This project started out as a "let's see what happens when we open source the Azure ARM template conveniences to the OSS community on Azure that is interested in prototyping container orchestrator clusters"; i.e., the intent of the open source aspects of the project was intrinsically experimental, rather than a purposeful project with a specific Microsoft-desired outcome. The intent of doing this in the open was to empower folks who were impatient with the maturation process of SLA-backed Azure service offerings (e.g., AKS, which is not yet GA) but whose business goals aligned with this particular tech stack category (e.g., Kubernetes, docker).

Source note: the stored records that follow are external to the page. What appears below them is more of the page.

//! Task definitions

use std::fs;
use std::path::Path;

use anyhow::{Context, Result};
use serde::{Deserialize, Serialize};
use serde_json::{Map, Value};

/// An evaluation scenario. Read-only once a session starts.
#[derive(Debug, Clone, PartialEq, Serialize, Deserialize)]
pub struct Task {
    pub id: String,
    /// What the subject is asked to achieve
    pub goal: String,
    /// Initial environment state
    #[serde(default)]
    pub initial_state: Map<String, Value>,
    #[serde(default)]
    pub success: SuccessCriteria,
}

/// Entries the final state must contain for the session to score
#[derive(Debug, Clone, Default, PartialEq, Serialize, Deserialize)]
pub struct SuccessCriteria {
    #[serde(default)]
    pub expected: Map<String, Value>,
    /// End the session as soon as the criteria hold
    #[serde(default)]
    pub stop_on_success: bool,
}

impl SuccessCriteria {
    pub fn is_met(&self, state: &Map<String, Value>) -> bool {
        self.expected
            .iter()
            .all(|(key, value)| state.get(key) == Some(value))
    }
}

impl Task {
    pub fn new(id: impl Into<String>, goal: impl Into<String>) -> Self {
        Self {
            id: id.into(),
            goal: goal.into(),
            initial_state: Map::new(),
            success: SuccessCriteria::default(),
        }
    }

    pub fn with_entry(mut self, key: impl Into<String>, value: Value) -> Self {
        self.initial_state.insert(key.into(), value);
        self
    }

    pub fn expecting(mut self, key: impl Into<String>, value: Value) -> Self {
        self.success.expected.insert(key.into(), value);
        self
    }

    pub fn stop_on_success(mut self) -> Self {
        self.success.stop_on_success = true;
        self
    }

    /// Load a task from a YAML file
    pub fn load(path: impl AsRef<Path>) -> Result<Self> {
        let path = path.as_ref();
        let raw = fs::read_to_string(path)
            .with_context(|| format!("Failed to read task file {:?}", path))?;
        let task: Task = serde_yaml::from_str(&raw)
            .with_context(|| format!("Failed to parse task file {:?}", path))?;

        if task.id.trim().is_empty() {
            anyhow::bail!("Task in {:?} has an empty id", path);
        }
        Ok(task)
    }
}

Arguably, we can do more to engage community contributions, and improve the above criticisms. We take that feedback seriously.

Consider, though, that the primary objective of this project is to enable folks to iterate and build upon each others' ideas and work to produce novel cluster deployments in Azure. To that end this project continues to add value, with the risk associated with all the above-mentioned caveats.

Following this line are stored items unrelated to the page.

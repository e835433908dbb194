//! Minimal HTTP/1.1 framing for the subject server and test peers.
//! One request per connection, JSON bodies only.

use anyhow::{Context, Result};
use tokio::io::{AsyncBufRead, AsyncBufReadExt, AsyncReadExt, AsyncWrite, AsyncWriteExt};

/// Upper bound on accepted request bodies
const MAX_BODY: usize = 4 * 1024 * 1024;

#[derive(Debug, Clone)]
pub struct HttpRequest {
    pub method: String,
    pub path: String,
    pub body: String,
}

/// Read one request. `None` when the peer closed without sending anything.
pub async fn read_request<R>(reader: &mut R) -> Result<Option<HttpRequest>>
where
    R: AsyncBufRead + Unpin,
{
    let mut line = String::new();
    if reader.read_line(&mut line).await? == 0 {
        return Ok(None);
    }

    let mut parts = line.split_whitespace();
    let method = parts.next().context("Missing HTTP method")?.to_string();
    let path = parts.next().context("Missing HTTP path")?.to_string();

    let mut content_length = 0usize;
    loop {
        let mut header = String::new();
        if reader.read_line(&mut header).await? == 0 {
            break;
        }
        let header = header.trim_end();
        if header.is_empty() {
            break;
        }
        if let Some((name, value)) = header.split_once(':') {
            if name.trim().eq_ignore_ascii_case("content-length") {
                content_length = value
                    .trim()
                    .parse()
                    .context("Invalid Content-Length header")?;
            }
        }
    }

    if content_length > MAX_BODY {
        anyhow::bail!("Request body of {} bytes is too large", content_length);
    }

    let mut body = vec![0u8; content_length];
    reader.read_exact(&mut body).await?;

    Ok(Some(HttpRequest {
        method,
        path,
        body: String::from_utf8_lossy(&body).to_string(),
    }))
}

/// Write a JSON response and signal the connection will close
pub async fn write_response<W>(writer: &mut W, status: u16, body: &str) -> Result<()>
where
    W: AsyncWrite + Unpin,
{
    let http_response = format!(
        "HTTP/1.1 {} {}\r\nContent-Type: application/json\r\nContent-Length: {}\r\nConnection: close\r\n\r\n{}",
        status,
        reason_phrase(status),
        body.len(),
        body
    );
    writer.write_all(http_response.as_bytes()).await?;
    writer.flush().await?;
    Ok(())
}

fn reason_phrase(status: u16) -> &'static str {
    match status {
        200 => "OK",
        400 => "Bad Request",
        404 => "Not Found",
        409 => "Conflict",
        500 => "Internal Server Error",
        502 => "Bad Gateway",
        _ => "Unknown",
    }
}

I would accept the feedback that more disclaimer material would be valuable to warn folks about the support model, but I would push back on your representation of what's dangerous. It's not "production workloads" that acs-engine is operating against: for that the Kubernetes API and the way it is configured that matter. The hard work is rationalizing the Azure API w/ Kubernetes-supporting IaaS + Kubernetes runtime config. The intention of acs-engine is to provide tooling for the user to achieve the outcome of a working Kubernetes cluster on Azure. Once that outcome has been achieved, whether or not production workloads should be scheduled to a particular cluster is really determinant upon the viability of that cluster's configuration as compared to the requirements of the workloads that may land there, including the configuration of the IaaS config underneath. This is not an acs-engine problem: acs-engine merely aims to make the process of defining, declaring, and applying these IaaS + k8s configurations onto Azure.

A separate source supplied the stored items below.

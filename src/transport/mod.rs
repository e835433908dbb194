//! Peer transports
//!
//! The engine only sees [`Transport`]. Which variant it gets, direct or
//! relayed, is decided once when the session starts.

pub mod binding;
pub mod client;
pub mod direct;
pub mod mailbox;
pub mod relay;

use async_trait::async_trait;

pub use binding::{TransportBinding, TransportMode};
pub use client::PeerClient;
pub use direct::DirectTransport;
pub use relay::{RelayTransport, SetupPolicy};

use crate::cancel::CancelToken;
use crate::error::TransportError;
use crate::protocol::{SubjectRequest, SubjectResponse};

/// Resolve, send to and receive from a subject peer.
///
/// Implementations are shared between concurrent sessions; in-flight replies
/// are keyed by session id.
#[async_trait]
pub trait Transport: Send + Sync {
    fn mode(&self) -> TransportMode;

    /// Make the peer known to the transport before it is resolved
    async fn register(&self, _peer_id: &str) -> Result<(), TransportError> {
        Ok(())
    }

    /// Map a logical peer id to a binding. Has no side effects on the peer.
    async fn resolve(
        &self,
        peer_id: &str,
        cancel: &CancelToken,
    ) -> Result<TransportBinding, TransportError>;

    /// Dispatch a request; the reply is collected with [`Transport::receive`]
    async fn send(
        &self,
        binding: &TransportBinding,
        request: SubjectRequest,
    ) -> Result<(), TransportError>;

    /// Wait for the reply to the session's outstanding request
    async fn receive(
        &self,
        binding: &TransportBinding,
        session_id: &str,
    ) -> Result<SubjectResponse, TransportError>;

    /// Drop any reply still outstanding for the session
    async fn abandon(&self, _session_id: &str) {}

    /// Undo [`Transport::register`]
    async fn release(&self, _peer_id: &str) -> Result<(), TransportError> {
        Ok(())
    }
}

I would agree, however, that upgrade + scale functionality in acs-engine in its current state is not an acceptable cluster lifecycle management dependency for a production cluster. Whether or not its limitations are more or less reliable than a hand-rolled cluster lifecycle toolkit is up to the discretion of each user. That reality can be better documented, and we will do so.

Thanks for your continued feedback!

jalberto · 2018-04-02T21:40:33Z

Thanks for your time and sincerity @jackfrancis I totally understand the complexity of the project but I also expect high quality outcome from a MS driven project. I think main issue is in this words:

"The intention of acs-engine is to provide tooling for the user to achieve the outcome of a working Kubernetes cluster on Azure."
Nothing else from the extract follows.